### THE PROBLEM
The line containing "fn add_to<'q>(self, args: &mut" marks the end, so write out exactly every line from the top of the entries below through that one.

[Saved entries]
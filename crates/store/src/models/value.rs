use crate::error::{ErrorKind, Result};
use crate::models::Id;
use exn::ResultExt;
use sqlx::Arguments;
use sqlx::any::AnyArguments;
use std::fmt::{Display, Formatter, Result as FmtResult};

/// A single column value, bound as a query parameter.
#[derive(Debug, Clone, PartialEq)]
pub enum Value {
    Integer(i64),
    Real(f64),
    Text(String),
}
impl Value {
    fn add_to<'q>(self, args: &mut AnyArguments<'q>) -> Result<()> {
        match self {
            Self::Integer(v) => args.add(v),
            Self::Real(v) => args.add(v),
            Self::Text(v) => args.add(v),
        }
        .map_err(sqlx::Error::Encode)
        .or_raise(|| ErrorKind::Query)
    }
}
impl Display for Value {
    fn fmt(&self, f: &mut Formatter<'_>) -> FmtResult {
        match self {
            Self::Integer(v) => Display::fmt(v, f),
            Self::Real(v) => Display::fmt(v, f),
            Self::Text(v) => write!(f, "{v:?}"),
        }
    }
}
impl From<i64> for Value {
    fn from(value: i64) -> Self {
        Self::Integer(value)
    }
}
impl From<u32> for Value {
    fn from(value: u32) -> Self {
        Self::Integer(i64::from(value))
    }
}
impl From<f64> for Value {
    fn from(value: f64) -> Self {
        Self::Real(value)
    }
}
impl From<String> for Value {
    fn from(value: String) -> Self {
        Self::Text(value)
    }
}
impl From<&str> for Value {
    fn from(value: &str) -> Self {
        Self::Text(value.to_string())
    }
}
impl<E> From<Id<E>> for Value {
    fn from(id: Id<E>) -> Self {
        Self::Integer(id.get())
    }
}

/// Collect values into positional (`$1`, `$2`, ...) query arguments.
pub(crate) fn arguments<'q>(values: impl IntoIterator<Item = Value>) -> Result<AnyArguments<'q>> {
    let mut args = AnyArguments::default();
    for value in values {
        value.add_to(&mut args)?;
    }
    Ok(args)
}
//! Store Error Types
//!
//! This module provides structured errors using `exn` for automatic location
//! tracking and error tree construction. The underlying `sqlx` error is kept
//! as a child frame of the error tree, so the root cause is still available
//! when the tree is printed.

use derive_more::{Display, Error};
use sqlx::error::ErrorKind as SqlxErrorKind;

/// A store error with automatic location tracking.
pub type Error = exn::Exn<ErrorKind>;
/// Result type alias for store operations.
pub type Result<T> = std::result::Result<T, Error>;

/// Actionable error categories.
///
/// These describe what the caller should *do*, not what went wrong internally.
#[derive(Debug, Display, Error, Clone, PartialEq, Eq)]
pub enum ErrorKind {
    /// The database could not be reached, opened, or authenticated against.
    #[display("could not connect to database")]
    Connection,
    /// Creating the tables failed for a reason other than them already existing.
    #[display("could not provision database schema")]
    Schema,
    /// A foreign-key, not-null, check or unique constraint rejected a write.
    /// The offending transaction has been rolled back.
    #[display("constraint violation while writing to {_0}")]
    Constraint(#[error(not(source))] &'static str),
    /// The query was malformed or the store failed to execute it.
    #[display("query failed")]
    Query,
    /// The name does not match any table of the schema.
    #[display("unknown table: {_0}")]
    UnknownTable(#[error(not(source))] String),
    /// The column is not declared for the table.
    #[display("unknown column {_1} on table {_0}")]
    UnknownColumn(#[error(not(source))] &'static str, #[error(not(source))] String),
    /// The connection has already been closed.
    #[display("database connection is closed")]
    NotConnected,
    /// A stored value cannot be represented by the entity type.
    #[display("invalid stored value: {_0}")]
    InvalidData(#[error(not(source))] &'static str),
}

impl ErrorKind {
    /// Returns `true` if retrying might succeed.
    ///
    /// Nothing in this crate is retried automatically; constraint violations
    /// are left for the caller to decide on.
    pub fn is_retryable(&self) -> bool {
        false
    }

    /// Returns `true` for constraint violations.
    pub fn is_constraint(&self) -> bool {
        matches!(self, Self::Constraint(_))
    }

    /// Classify a failed write: constraint violations reported by the store
    /// become [`Constraint`](Self::Constraint), everything else is a
    /// [`Query`](Self::Query) failure.
    pub(crate) fn from_write(err: &sqlx::Error, table: &'static str) -> Self {
        match err {
            sqlx::Error::Database(db) => match db.kind() {
                SqlxErrorKind::ForeignKeyViolation
                | SqlxErrorKind::NotNullViolation
                | SqlxErrorKind::CheckViolation
                | SqlxErrorKind::UniqueViolation => Self::Constraint(table),
                _ => Self::Query,
            },
            _ => Self::Query,
        }
    }
}
mod cli;
mod error;

use crate::cli::{Cli, Command};
use crate::error::{ErrorKind, Result};
use bookshop_config::Config;
use bookshop_store::{Book, Database, Publisher, Sale, Shop, Stock, Table, seed};
use clap::Parser;
use exn::{OptionExt, ResultExt};
use std::io::Write;
use std::process::ExitCode;
use tokio::io::{AsyncBufReadExt, BufReader};
use tracing::{error, info, warn};
use tracing_subscriber::EnvFilter;

#[tokio::main(flavor = "current_thread")]
async fn main() -> ExitCode {
    let cli = Cli::parse();
    init_tracing(cli.log_level());
    match run(cli).await {
        Ok(()) => ExitCode::SUCCESS,
        Err(err) => {
            error!("{err:?}");
            ExitCode::FAILURE
        },
    }
}

fn init_tracing(default_level: &str) {
    let filter = EnvFilter::try_from_default_env().unwrap_or_else(|_| EnvFilter::new(default_level));
    // Only fails if a subscriber is already installed.
    let _ = tracing_subscriber::fmt()
        .with_env_filter(filter)
        .with_writer(std::io::stderr)
        .try_init();
}

async fn run(cli: Cli) -> Result<()> {
    let config = Config::load(cli.config.as_deref()).or_raise(|| ErrorKind::Config)?;
    let mut db = Database::open(&config.database).await.or_raise(|| ErrorKind::Store)?;
    let result = execute(&mut db, cli.command, &mut std::io::stdout().lock()).await;
    if let Err(err) = db.close().await {
        warn!("{err:?}");
    }
    result
}

async fn execute(db: &mut Database, command: Command, out: &mut impl Write) -> Result<()> {
    match command {
        Command::Init => {
            db.ensure_schema().await.or_raise(|| ErrorKind::Store)?;
            info!("schema is ready");
        },
        Command::Seed => {
            db.ensure_schema().await.or_raise(|| ErrorKind::Store)?;
            let summary = seed::sample_data(&mut db.repository())
                .await
                .or_raise(|| ErrorKind::Store)?;
            writeln!(
                out,
                "Inserted {} publishers, {} books, {} shops, {} stock rows and {} sales.",
                summary.publishers, summary.books, summary.shops, summary.stock, summary.sales,
            )
            .or_raise(|| ErrorKind::Output)?;
        },
        Command::Check { table } => {
            require_table(db, &table).await?;
            writeln!(out, "Table '{table}' exists.").or_raise(|| ErrorKind::Output)?;
        },
        Command::List { table } => {
            require_table(db, &table).await?;
            let parsed = table.parse::<Table>().or_raise(|| ErrorKind::MissingTable(table.clone()))?;
            for line in list(db, parsed).await.or_raise(|| ErrorKind::Store)? {
                writeln!(out, "{line}").or_raise(|| ErrorKind::Output)?;
            }
        },
        Command::Shops { publisher } => {
            db.ensure_schema().await.or_raise(|| ErrorKind::Store)?;
            let publisher = match publisher {
                Some(name) => name,
                None => read_publisher().await?,
            };
            let shops = db
                .repository()
                .shops_for_publisher(&publisher)
                .await
                .or_raise(|| ErrorKind::Store)?;
            writeln!(out, "Shops selling books from publisher '{publisher}':").or_raise(|| ErrorKind::Output)?;
            if shops.is_empty() {
                writeln!(out, "No shops found for this publisher.").or_raise(|| ErrorKind::Output)?;
            }
            for shop in shops {
                writeln!(out, "- {}", shop.name).or_raise(|| ErrorKind::Output)?;
            }
        },
    }
    Ok(())
}

/// Fail with [`ErrorKind::MissingTable`] unless the table exists.
///
/// Any table can be checked for, not just the bookshop ones.
async fn require_table(db: &mut Database, name: &str) -> Result<()> {
    if !db.table_exists(name).await.or_raise(|| ErrorKind::Store)? {
        exn::bail!(ErrorKind::MissingTable(name.to_string()));
    }
    Ok(())
}

/// One printable line per row; names only for publishers and shops, titles
/// for books.
async fn list(db: &mut Database, table: Table) -> bookshop_store::error::Result<Vec<String>> {
    let mut repo = db.repository();
    let lines = match table {
        Table::Publisher => repo
            .list::<Publisher>()
            .await?
            .into_iter()
            .map(|publisher| publisher.entity.name)
            .collect(),
        Table::Book => repo.list::<Book>().await?.into_iter().map(|book| book.entity.title).collect(),
        Table::Shop => repo.list::<Shop>().await?.into_iter().map(|shop| shop.entity.name).collect(),
        Table::Stock => repo
            .list::<Stock>()
            .await?
            .iter()
            .map(|stock| format!("{}: book {} at shop {}, {} in stock", stock.id, stock.book, stock.shop, stock.count))
            .collect(),
        Table::Sale => repo
            .list::<Sale>()
            .await?
            .iter()
            .map(|sale| {
                format!(
                    "{}: {} sold at {:.2} on {} from stock {}",
                    sale.id, sale.count, sale.price, sale.date_sale, sale.stock
                )
            })
            .collect(),
    };
    Ok(lines)
}

async fn read_publisher() -> Result<String> {
    eprint!("Enter publisher name: ");
    let mut lines = BufReader::new(tokio::io::stdin()).lines();
    let line = lines.next_line().await.or_raise(|| ErrorKind::Input)?;
    let name = line.ok_or_raise(|| ErrorKind::Input)?;
    Ok(name.trim().to_string())
}
use thiserror::Error;

/// Faults the downstream case-processing pipeline can raise. The retry
/// envelope classifies these; the split between business faults and
/// infrastructure faults is what decides whether an attempt repeats.
#[derive(Error, Debug)]
pub enum PipelineError {
    #[error("notification already issued for case: {0}")]
    AlreadyIssued(String),
    #[error("post-processing task failed for case: {0}")]
    PostProcessingFailed(String),
    #[error("case store unavailable: {0}")]
    Store(String),
    #[error("auth token fault: {0}")]
    Auth(String),
    #[error("third party contact fault: {0}")]
    ThirdParty(String),
    #[error("unexpected runtime fault: {0}")]
    Unexpected(String),
}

### FINISHED TASK
filename crates/store/src/models/value.rs
use crate::error::{ErrorKind, Result};
use crate::models::Id;
use exn::ResultExt;
use sqlx::Arguments;
use sqlx::any::AnyArguments;
use std::fmt::{Display, Formatter, Result as FmtResult};

/// A single column value, bound as a query parameter.
#[derive(Debug, Clone, PartialEq)]
pub enum Value {
    Integer(i64),
    Real(f64),
    Text(String),
}
impl Value {
    fn add_to<'q>(self, args: &mut AnyArguments<'q>) -> Result<()> {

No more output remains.